A few weeks ago we welcomed a new addition to the family: the grand-dog. When we walk through the door to see our grandchildren, a sandy-coloured furball scoots out to greet us, licking our outstretched fingers like a lollipop. Minnie the maltipoo has admitted us to the circle of her affections.

Today there is nothing remarkable about Jewish families owning a dog but historically we were not a doggy people. In Lennie Bruce’s famous Jewish/goyish shtick, dogs would have firmly belonged to the latter.

There is hardly a precedent for keeping them in the Bible, where they appear as creatures of menace, gobbling up corpses (wicked Queen Jezebel) or hounding heroes (David). Our ancestors may have been shepherds but you won’t find an episode of One Patriarch and His Dog (although sheepdogs get a mention in Job). At the time of the Exodus, the Israelites are promised that no dog will bare its tongue against them – not exactly a reference to a friendly family companion. 

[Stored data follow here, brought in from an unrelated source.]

//! System endpoints: health check and the breed-group catalog.

use axum::http::StatusCode;
use axum::response::IntoResponse;
use axum::routing::get;
use axum::{Json, Router};
use chrono::Utc;
use serde::Serialize;
use utoipa::ToSchema;

use crate::app_state::AppState;
use crate::domain::{breeds_in_group, ALL_BREED_GROUPS};

/// Health check response.
#[derive(Debug, Serialize, ToSchema)]
struct HealthResponse {
    status: String,
    timestamp: String,
    version: String,
}

/// `GET /health` — Service health status.
#[utoipa::path(
    get,
    path = "/health",
    tag = "System",
    summary = "Health check",
    description = "Returns service health status, version, and current timestamp.",
    responses(
        (status = 200, description = "Service is healthy", body = HealthResponse),
    )
)]
pub async fn health_handler() -> impl IntoResponse {
    (
        StatusCode::OK,
        Json(HealthResponse {
            status: "healthy".to_string(),
            timestamp: Utc::now().to_rfc3339(),
            version: env!("CARGO_PKG_VERSION").to_string(),
        }),
    )
}

/// One breed group and its member breeds.
#[derive(Debug, Serialize, ToSchema)]
struct BreedGroupInfo {
    group: &'static str,
    breeds: Vec<&'static str>,
}

/// `GET /config/breed-groups` — The breed-group catalog the scorer uses.
#[utoipa::path(
    get,
    path = "/config/breed-groups",
    tag = "System",
    summary = "List breed groups",
    description = "Returns every breed group and its member breeds. Two different breeds in the same group earn a partial breed-compatibility bonus.",
    responses(
        (status = 200, description = "Breed group catalog", body = Vec<BreedGroupInfo>),
    )
)]
pub async fn breed_groups_handler() -> impl IntoResponse {
    let groups: Vec<BreedGroupInfo> = ALL_BREED_GROUPS
        .into_iter()
        .map(|group| BreedGroupInfo {
            group: group.as_str(),
            breeds: breeds_in_group(group),
        })
        .collect();
    (StatusCode::OK, Json(groups))
}

/// System routes mounted at the root level (not under /api/v1).
pub fn routes() -> Router<AppState> {
    Router::new()
        .route("/health", get(health_handler))
        .route("/config/breed-groups", get(breed_groups_handler))
}
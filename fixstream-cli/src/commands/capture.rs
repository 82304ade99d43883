//! `fixstream capture` - record a raw device stream to a file.
//!
//! Runs an engine with a pass-through interpreter: every chunk read from
//! the device is appended to the output file unchanged. Transport failures
//! are handled by the engine's reconnection policy, so a flaky serial
//! adapter or TCP feed keeps capturing across drops. Runs until Ctrl-C or
//! until the reconnection policy gives up.

use std::fs::File;
use std::io::{self, BufWriter};
use std::path::PathBuf;
use std::sync::mpsc::{self, RecvTimeoutError};
use std::time::Duration;

use clap::Args;
use fixstream::device::{Device, FileDevice, TcpDevice};
use fixstream::engine::{
    Engine, EngineError, Interpreter, Notification, PacketContext, PacketError,
};
use tokio::sync::broadcast::error::TryRecvError;
use tracing::{debug, info};

use super::config::load_config;
use crate::error::CliError;

/// Size of a single device read.
const CHUNK_SIZE: usize = 4096;

/// How often the capture loop checks for Ctrl-C and engine events.
const POLL_INTERVAL: Duration = Duration::from_millis(200);

#[derive(Debug, Args)]
pub struct CaptureArgs {
    /// Read from a file, FIFO or character device
    #[arg(long, conflicts_with = "tcp", required_unless_present = "tcp")]
    pub file: Option<PathBuf>,

    /// Read from a raw TCP stream (host:port)
    #[arg(long)]
    pub tcp: Option<String>,

    /// File to write the captured bytes to
    #[arg(long, short)]
    pub output: PathBuf,

    /// Maximum consecutive reconnection attempts (-1 for unlimited)
    #[arg(long, allow_hyphen_values = true)]
    pub max_attempts: Option<i64>,

    /// Config file (defaults to ~/.fixstream/config.ini)
    #[arg(long)]
    pub config: Option<PathBuf>,
}

/// Interpreter that records whatever the device yields.
#[derive(Debug)]
struct PassThrough {
    buf: Vec<u8>,
}

impl PassThrough {
    fn new() -> Self {
        Self {
            buf: vec![0; CHUNK_SIZE],
        }
    }
}

impl Interpreter for PassThrough {
    fn read_packet(
        &mut self,
        device: &mut dyn Device,
        ctx: &mut PacketContext<'_>,
    ) -> Result<(), PacketError> {
        let n = device.read(&mut self.buf)?;
        if n == 0 {
            return Err(io::Error::new(io::ErrorKind::UnexpectedEof, "end of stream").into());
        }
        ctx.record(&self.buf[..n]);
        Ok(())
    }
}

fn device_from(args: &CaptureArgs) -> Option<Box<dyn Device>> {
    if let Some(path) = &args.file {
        return Some(Box::new(FileDevice::new(path)));
    }
    args.tcp
        .as_ref()
        .map(|address| Box::new(TcpDevice::new(address.clone())) as Box<dyn Device>)
}

pub fn run(args: CaptureArgs) -> Result<(), CliError> {
    let mut config = load_config(args.config.as_deref())?;
    if let Some(attempts) = args.max_attempts {
        config.set_max_reconnection_attempts(attempts)?;
    }

    // clap requires one of --file/--tcp; this only guards direct callers
    let Some(device) = device_from(&args) else {
        return Err(EngineError::NoDevice.into());
    };
    let output = File::create(&args.output).map_err(|error| CliError::FileWrite {
        path: args.output.clone(),
        error,
    })?;

    let (stop_tx, stop_rx) = mpsc::channel();
    ctrlc::set_handler(move || {
        let _ = stop_tx.send(());
    })
    .map_err(|e| CliError::Signal(e.to_string()))?;

    let engine = Engine::builder(PassThrough::new()).config(config).build();
    let mut events = engine.subscribe()?;
    engine.start_recording(BufWriter::new(output))?;
    engine.start_with(device)?;
    eprintln!(
        "Capturing to {} (Ctrl-C to stop)",
        args.output.display()
    );

    loop {
        match stop_rx.recv_timeout(POLL_INTERVAL) {
            Ok(()) | Err(RecvTimeoutError::Disconnected) => {
                info!("Capture interrupted");
                break;
            }
            Err(RecvTimeoutError::Timeout) => {}
        }

        loop {
            match events.try_recv() {
                Ok(event) => report(&event),
                Err(TryRecvError::Lagged(skipped)) => {
                    debug!(skipped, "Notification stream lagged");
                }
                Err(_) => break,
            }
        }

        if engine.worker_thread().is_none() {
            eprintln!("Reconnection attempts exhausted");
            break;
        }
    }

    engine.stop()?;
    let bytes = engine.stop_recording().unwrap_or(0);
    engine.dispose();

    println!("Captured {} bytes to {}", bytes, args.output.display());
    Ok(())
}

fn report(event: &Notification) {
    match event {
        Notification::DeviceChanged { name } => eprintln!("Connected to {}", name),
        Notification::ConnectionLost(cause) => eprintln!("Connection lost: {}", cause),
        Notification::ExceptionOccurred(cause) => debug!(error = %cause, "Read failed"),
        Notification::WorkerAbandoned { device } => eprintln!(
            "Device {} did not release in time and may stay open",
            device.as_deref().unwrap_or("(unknown)")
        ),
        _ => {}
    }
}
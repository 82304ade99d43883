//! Reconnection policy.
//!
//! After a transport failure the worker asks the policy whether to try
//! again. The consecutive-attempt counter is shared with the engine so
//! callers can observe it; it resets the moment a device opens.

use std::sync::atomic::{AtomicU32, Ordering};
use std::time::Duration;

use crate::config::EngineConfig;

/// What the worker should do after a transport failure.
#[derive(Debug, Clone, Copy, PartialEq, Eq)]
pub(crate) enum ReconnectDecision {
    /// Sleep `delay`, then make attempt number `attempt`.
    Retry { attempt: u32, delay: Duration },
    /// Give up and let the engine settle in `Stopped`.
    GiveUp,
}

/// Consecutive reconnection attempts since the last successful open.
#[derive(Debug, Default)]
pub(crate) struct ReconnectCounter(AtomicU32);

impl ReconnectCounter {
    pub(crate) fn consecutive(&self) -> u32 {
        self.0.load(Ordering::SeqCst)
    }

    pub(crate) fn record_attempt(&self) -> u32 {
        self.0.fetch_add(1, Ordering::SeqCst) + 1
    }

    pub(crate) fn reset(&self) {
        self.0.store(0, Ordering::SeqCst);
    }

    /// Decide the next step given the current configuration.
    pub(crate) fn decide(&self, config: &EngineConfig) -> ReconnectDecision {
        let consecutive = self.consecutive();
        if config.permits_reconnection(consecutive) {
            ReconnectDecision::Retry {
                attempt: consecutive + 1,
                delay: config.reconnect_delay(),
            }
        } else {
            ReconnectDecision::GiveUp
        }
    }
}
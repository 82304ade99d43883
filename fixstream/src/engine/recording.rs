//! Raw packet recording.
//!
//! Interpreters hand every raw packet to [`PacketContext::record`]; when a
//! recorder is installed the bytes are appended to its sink. Recording has
//! its own lock so a slow sink never contends with lifecycle commands.
//!
//! [`PacketContext::record`]: super::PacketContext::record

use std::fmt;
use std::io::{self, Write};

/// Appends raw packets to a sink.
pub struct Recorder {
    sink: Box<dyn Write + Send>,
    bytes_written: u64,
}

impl Recorder {
    pub fn new(sink: impl Write + Send + 'static) -> Self {
        Self {
            sink: Box::new(sink),
            bytes_written: 0,
        }
    }

    pub fn write(&mut self, packet: &[u8]) -> io::Result<()> {
        self.sink.write_all(packet)?;
        self.bytes_written += packet.len() as u64;
        Ok(())
    }

    pub fn bytes_written(&self) -> u64 {
        self.bytes_written
    }

    /// Flush the sink and return the total bytes recorded.
    pub fn finish(mut self) -> io::Result<u64> {
        self.sink.flush()?;
        Ok(self.bytes_written)
    }
}

impl fmt::Debug for Recorder {
    fn fmt(&self, f: &mut fmt::Formatter<'_>) -> fmt::Result {
        f.debug_struct("Recorder")
            .field("bytes_written", &self.bytes_written)
            .finish_non_exhaustive()
    }
}
//! Engine configuration.
//!
//! [`EngineConfig`] carries every tunable of an acquisition engine. Values
//! are validated at the point of assignment: a rejected value returns a
//! [`ConfigError`] and the previous value stays in place.
//!
//! Configuration can also be loaded from `~/.fixstream/config.ini`:
//!
//! ```ini
//! [engine]
//! command_timeout_secs = 5
//! read_timeout_secs = 5
//! notification_capacity = 256
//!
//! [reconnect]
//! enabled = true
//! max_attempts = -1
//! delay_ms = 1000
//!
//! [precision]
//! filter_enabled = true
//! fix_required = false
//! max_hdop = 50
//! max_vdop = 50
//! device_precision_m = 6
//! ```
//!
//! # Example
//!
//! ```
//! use fixstream::config::EngineConfig;
//! use std::time::Duration;
//!
//! let mut config = EngineConfig::default();
//! config.set_command_timeout(Duration::from_secs(2)).unwrap();
//!
//! // Rejected values leave the configuration untouched
//! assert!(config.set_max_horizontal_dop(0.0).is_err());
//! assert_eq!(config.max_horizontal_dop(), 50.0);
//! ```

mod engine;
mod file;

pub use engine::{
    ConfigError, EngineConfig, ReconnectLimit, DEFAULT_COMMAND_TIMEOUT,
    DEFAULT_DEVICE_PRECISION_METERS, DEFAULT_NOTIFICATION_CAPACITY, DEFAULT_READ_TIMEOUT,
    DEFAULT_RECONNECT_DELAY, MINIMUM_COMMAND_TIMEOUT,
};
pub use file::{config_directory, config_file_path};
//! Kalman filter for 2D positions.
//!
//! Positions are projected into a local north/east frame (metres) around
//! the first fix using an equirectangular approximation, which is accurate
//! to well under a metre over the distances a receiver moves between fixes.
//!
//! # Model
//!
//! ```text
//! predict:  x += v·dt·(cos b, sin b)      P += q·dt
//! measure:  R  = (precision · hdop)²
//! update:   K  = P / (P + R)   x += K·(z - x)   P *= (1 - K)
//! ```
//!
//! Velocity is taken from the receiver's reported speed and bearing rather
//! than estimated, so a stationary receiver with no bearing simply averages.

use std::time::{Duration, Instant};

use super::PrecisionFilter;
use crate::units::{Azimuth, Distance, Dop, Position, Speed, Validity, EARTH_RADIUS_METERS};

/// Default process noise in m²/s: how far the true position may wander per
/// second beyond what speed and bearing explain.
pub const DEFAULT_PROCESS_NOISE: f64 = 4.0;

/// Gaps longer than this are treated as this long; a receiver coming back
/// after minutes should not extrapolate across the whole outage.
const MAX_PREDICTION_STEP: Duration = Duration::from_secs(10);

#[derive(Debug, Clone, Copy)]
struct Estimate {
    origin: Position,
    north: f64,
    east: f64,
    variance: f64,
    updated_at: Instant,
}

impl Estimate {
    fn project(&self, position: Position) -> (f64, f64) {
        let north = (position.latitude - self.origin.latitude).to_radians() * EARTH_RADIUS_METERS;
        let east = wrap_longitude(position.longitude - self.origin.longitude).to_radians()
            * EARTH_RADIUS_METERS
            * self.origin.latitude.to_radians().cos();
        (north, east)
    }

    fn unproject(&self) -> Position {
        let latitude = self.origin.latitude + (self.north / EARTH_RADIUS_METERS).to_degrees();
        let cos_lat = self.origin.latitude.to_radians().cos().max(1e-9);
        let longitude = wrap_longitude(
            self.origin.longitude + (self.east / (EARTH_RADIUS_METERS * cos_lat)).to_degrees(),
        );
        Position::new(latitude, longitude)
    }
}

/// Wrap a longitude (or longitude difference) into [-180, 180).
fn wrap_longitude(degrees: f64) -> f64 {
    (degrees + 180.0).rem_euclid(360.0) - 180.0
}

/// Constant-velocity Kalman filter.
#[derive(Debug, Clone)]
pub struct KalmanFilter {
    process_noise: f64,
    estimate: Option<Estimate>,
}

impl Default for KalmanFilter {
    fn default() -> Self {
        Self::new()
    }
}

impl KalmanFilter {
    pub fn new() -> Self {
        Self::with_process_noise(DEFAULT_PROCESS_NOISE)
    }

    pub fn with_process_noise(process_noise: f64) -> Self {
        Self {
            process_noise,
            estimate: None,
        }
    }

    /// Current estimate variance in m², if initialized.
    pub fn variance(&self) -> Option<f64> {
        self.estimate.map(|e| e.variance)
    }

    #[allow(clippy::too_many_arguments)]
    fn filter_at(
        &mut self,
        raw: Position,
        precision: Distance,
        horizontal_dop: Dop,
        bearing: Azimuth,
        speed: Speed,
        now: Instant,
    ) -> Position {
        let measurement_sigma = precision.as_meters() * horizontal_dop.value();
        let measurement_variance = measurement_sigma * measurement_sigma;

        let Some(estimate) = self.estimate.as_mut() else {
            self.seed(raw, measurement_variance, now);
            return raw;
        };

        let dt = now
            .saturating_duration_since(estimate.updated_at)
            .min(MAX_PREDICTION_STEP)
            .as_secs_f64();

        // Predict
        if speed.is_valid() && bearing.is_valid() {
            let travelled = speed.as_meters_per_second() * dt;
            let heading = bearing.as_degrees().to_radians();
            estimate.north += travelled * heading.cos();
            estimate.east += travelled * heading.sin();
        }
        estimate.variance += self.process_noise * dt;

        // Update
        let (z_north, z_east) = estimate.project(raw);
        let gain = estimate.variance / (estimate.variance + measurement_variance);
        estimate.north += gain * (z_north - estimate.north);
        estimate.east += gain * (z_east - estimate.east);
        estimate.variance *= 1.0 - gain;
        estimate.updated_at = now;

        estimate.unproject()
    }

    fn seed(&mut self, raw: Position, variance: f64, now: Instant) {
        self.estimate = Some(Estimate {
            origin: raw,
            north: 0.0,
            east: 0.0,
            variance: if variance.is_finite() && variance > 0.0 {
                variance
            } else {
                DEFAULT_PROCESS_NOISE
            },
            updated_at: now,
        });
    }
}

impl PrecisionFilter for KalmanFilter {
    fn is_initialized(&self) -> bool {
        self.estimate.is_some()
    }

    fn initialize(&mut self, raw: Position) {
        self.seed(raw, f64::NAN, Instant::now());
    }

    fn filter(
        &mut self,
        raw: Position,
        precision: Distance,
        horizontal_dop: Dop,
        _vertical_dop: Dop,
        bearing: Azimuth,
        speed: Speed,
    ) -> Position {
        self.filter_at(raw, precision, horizontal_dop, bearing, speed, Instant::now())
    }

    fn reset(&mut self) {
        self.estimate = None;
    }
}
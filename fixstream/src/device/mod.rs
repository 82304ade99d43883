//! Device abstraction.
//!
//! The engine treats a device purely as an openable, closable, resettable
//! byte source. Interpreters read raw bytes through [`Device::read`];
//! nothing here knows about sentence grammars.
//!
//! # Implementors
//!
//! - [`FileDevice`] - a file, FIFO, or character device path
//! - [`TcpDevice`] - a raw positioning stream served over TCP
//!
//! # Locating devices
//!
//! [`DeviceLocator`] supplies a device when the engine is started without
//! one, and again whenever a reconnection finds no device. Any
//! `FnMut() -> Option<Box<dyn Device>>` closure is a locator.

mod file;
mod tcp;

use std::io;
use std::time::Duration;

use thiserror::Error;

pub use file::FileDevice;
pub use tcp::TcpDevice;

/// Errors raised by devices.
#[derive(Debug, Error)]
pub enum DeviceError {
    /// Underlying I/O failure.
    #[error("device I/O error: {0}")]
    Io(#[from] io::Error),

    /// The process may not access the device.
    #[error("permission denied for device {0}")]
    PermissionDenied(String),

    /// No usable device could be found.
    #[error("no device available")]
    NotFound,

    /// A read was attempted on a closed device.
    #[error("device {0} is not open")]
    NotOpen(String),
}

impl DeviceError {
    /// Whether the failure belongs to the transport (and should trigger
    /// reconnection) rather than to a single read that merely timed out.
    pub fn is_transport(&self) -> bool {
        match self {
            DeviceError::Io(e) => !matches!(
                e.kind(),
                io::ErrorKind::TimedOut | io::ErrorKind::WouldBlock | io::ErrorKind::Interrupted
            ),
            DeviceError::PermissionDenied(_) | DeviceError::NotFound | DeviceError::NotOpen(_) => {
                true
            }
        }
    }

    /// Map an open failure, keeping permission problems distinguishable.
    pub(crate) fn from_open(name: &str, err: io::Error) -> Self {
        if err.kind() == io::ErrorKind::PermissionDenied {
            DeviceError::PermissionDenied(name.to_string())
        } else {
            DeviceError::Io(err)
        }
    }
}

/// A source of raw positioning bytes.
pub trait Device: Send {
    /// Human-readable name (path, address, ...).
    fn name(&self) -> &str;

    /// Open the device. `read_timeout` bounds each subsequent read where the
    /// transport supports it.
    fn open(&mut self, read_timeout: Duration) -> Result<(), DeviceError>;

    /// Close the device. Closing a closed device is a no-op.
    fn close(&mut self);

    /// Close the device and discard any transport state so the next
    /// `open` starts clean.
    fn reset(&mut self) {
        self.close();
    }

    fn is_open(&self) -> bool;

    /// Read available bytes into `buf`. Returns `Ok(0)` at end of stream.
    fn read(&mut self, buf: &mut [u8]) -> Result<usize, DeviceError>;
}

/// Finds a device to use when none was supplied.
pub trait DeviceLocator: Send {
    fn locate(&mut self) -> Option<Box<dyn Device>>;
}

impl<F> DeviceLocator for F
where
    F: FnMut() -> Option<Box<dyn Device>> + Send,
{
    fn locate(&mut self) -> Option<Box<dyn Device>> {
        self()
    }
}

#[cfg(test)]
mod tests {
    use super::*;

    #[test]
    fn test_transport_classification() {
        let broken = DeviceError::Io(io::Error::new(io::ErrorKind::BrokenPipe, "gone"));
        assert!(broken.is_transport());

        let timed_out = DeviceError::Io(io::Error::new(io::ErrorKind::TimedOut, "slow"));
        assert!(!timed_out.is_transport());

        assert!(DeviceError::PermissionDenied("/dev/ttyUSB0".into()).is_transport());
        assert!(DeviceError::NotFound.is_transport());
    }

    #[test]
    fn test_open_error_mapping() {
        let err = DeviceError::from_open(
            "/dev/ttyS0",
            io::Error::new(io::ErrorKind::PermissionDenied, "denied"),
        );
        assert!(matches!(err, DeviceError::PermissionDenied(name) if name == "/dev/ttyS0"));

        let err = DeviceError::from_open("x", io::Error::new(io::ErrorKind::NotFound, "missing"));
        assert!(matches!(err, DeviceError::Io(_)));
    }

    #[test]
    fn test_closure_is_locator() {
        let mut calls = 0;
        let mut locator = move || -> Option<Box<dyn Device>> {
            calls += 1;
            if calls > 1 {
                Some(Box::new(FileDevice::new("/dev/null")))
            } else {
                None
            }
        };

        assert!(locator.locate().is_none());
        let device = locator.locate().unwrap();
        assert_eq!(device.name(), "/dev/null");
    }
}
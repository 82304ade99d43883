//! `fixstream config` - show the effective configuration.

use std::fmt::Write as _;
use std::path::{Path, PathBuf};

use clap::Args;
use fixstream::config::{config_file_path, ReconnectLimit};
use fixstream::EngineConfig;

use crate::error::CliError;

#[derive(Debug, Args)]
pub struct ConfigArgs {
    /// Config file to read (defaults to ~/.fixstream/config.ini)
    #[arg(long)]
    pub path: Option<PathBuf>,
}

/// Load a config file, or the default one.
pub fn load_config(path: Option<&Path>) -> Result<EngineConfig, CliError> {
    let config = match path {
        Some(path) => EngineConfig::load_from(path)?,
        None => EngineConfig::load()?,
    };
    Ok(config)
}

pub fn run(args: ConfigArgs) -> Result<(), CliError> {
    let path = args.path.unwrap_or_else(config_file_path);
    let config = load_config(Some(&path))?;

    if path.exists() {
        println!("# Configuration file: {}", path.display());
    } else {
        println!(
            "# Configuration file: {} (not found, using defaults)",
            path.display()
        );
    }
    println!();
    print!("{}", render(&config));
    Ok(())
}

/// Render a configuration in the same INI layout the loader reads.
fn render(config: &EngineConfig) -> String {
    let max_attempts = match config.max_reconnection_attempts() {
        ReconnectLimit::Unlimited => -1,
        ReconnectLimit::Attempts(n) => i64::from(n),
    };

    let mut out = String::new();
    // Writing to a String cannot fail
    let _ = writeln!(out, "[engine]");
    let _ = writeln!(
        out,
        "command_timeout_secs = {}",
        config.command_timeout().as_secs()
    );
    let _ = writeln!(
        out,
        "read_timeout_secs = {}",
        config.read_timeout().as_secs()
    );
    let _ = writeln!(
        out,
        "notification_capacity = {}",
        config.notification_capacity()
    );
    let _ = writeln!(out);
    let _ = writeln!(out, "[reconnect]");
    let _ = writeln!(out, "enabled = {}", config.allow_automatic_reconnection());
    let _ = writeln!(out, "max_attempts = {}", max_attempts);
    let _ = writeln!(
        out,
        "delay_ms = {}",
        config.reconnect_delay().as_millis()
    );
    let _ = writeln!(out);
    let _ = writeln!(out, "[precision]");
    let _ = writeln!(out, "filter_enabled = {}", config.filter_enabled());
    let _ = writeln!(out, "fix_required = {}", config.fix_required());
    let _ = writeln!(out, "max_hdop = {}", config.max_horizontal_dop());
    let _ = writeln!(out, "max_vdop = {}", config.max_vertical_dop());
    let _ = writeln!(
        out,
        "device_precision_m = {}",
        config.device_precision().as_meters()
    );
    out
}
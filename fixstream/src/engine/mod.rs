//! Supervised acquisition engine.
//!
//! An [`Engine`] owns one background worker that reads packets from a
//! [`Device`] through a pluggable [`Interpreter`], passes every decoded
//! value through the precision gate in [`PacketContext`], and publishes
//! [`Notification`]s. Commands ([`start`](Engine::start),
//! [`stop`](Engine::stop), [`pause`](Engine::pause),
//! [`resume`](Engine::resume)) run on the caller's thread and serialize on
//! a timed command lock; none of them blocks longer than the configured
//! command timeout waiting for it.
//!
//! # Example
//!
//! ```no_run
//! use fixstream::device::FileDevice;
//! use fixstream::engine::{Engine, Interpreter, Notification, PacketContext, PacketError};
//! use fixstream::device::Device;
//!
//! struct Raw;
//!
//! impl Interpreter for Raw {
//!     fn read_packet(
//!         &mut self,
//!         device: &mut dyn Device,
//!         ctx: &mut PacketContext<'_>,
//!     ) -> Result<(), PacketError> {
//!         let mut buf = [0u8; 512];
//!         let n = device.read(&mut buf)?;
//!         ctx.record(&buf[..n]);
//!         Ok(())
//!     }
//! }
//!
//! let engine = Engine::new(Raw);
//! let mut events = engine.subscribe()?;
//! engine.start_with(Box::new(FileDevice::new("/dev/ttyUSB0")))?;
//! while let Ok(event) = events.blocking_recv() {
//!     if let Notification::ConnectionLost(cause) = event {
//!         eprintln!("lost: {cause}");
//!     }
//! }
//! # Ok::<(), fixstream::engine::EngineError>(())
//! ```

mod context;
mod error;
mod gate;
mod interpreter;
mod lifecycle;
mod notify;
mod reconnect;
mod recording;
mod shared;
mod worker;

pub use context::PacketContext;
pub use error::{EngineError, EngineResult, PacketError};
pub use interpreter::Interpreter;
pub use lifecycle::{Command, EngineState};
pub use notify::{Measurement, Notification};
pub use recording::Recorder;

On the positive side, the name of the Torah hero Caleb seems derived from the word for dog; alternatively it could mean “whole-hearted” but either way it indicates his loyalty, in comparison with most of the other spies who went off the rails. The Mishnah prohibits the rearing of dogs in the land of Israel unless kept on a chain: clearly rabbis were thinking of the large, snarling kind, not snuggle-up boutique breeds. Our embrace of dogs today reflects conformity to the mores of modern suburbia, though ownership is not evenly distributed geographically. I can’t recall seeing a peyoted Chasid with a pooch on a lead in Golders Green, but a dog out for a walk with a kippah-wearing owner is not uncommon in Finchley.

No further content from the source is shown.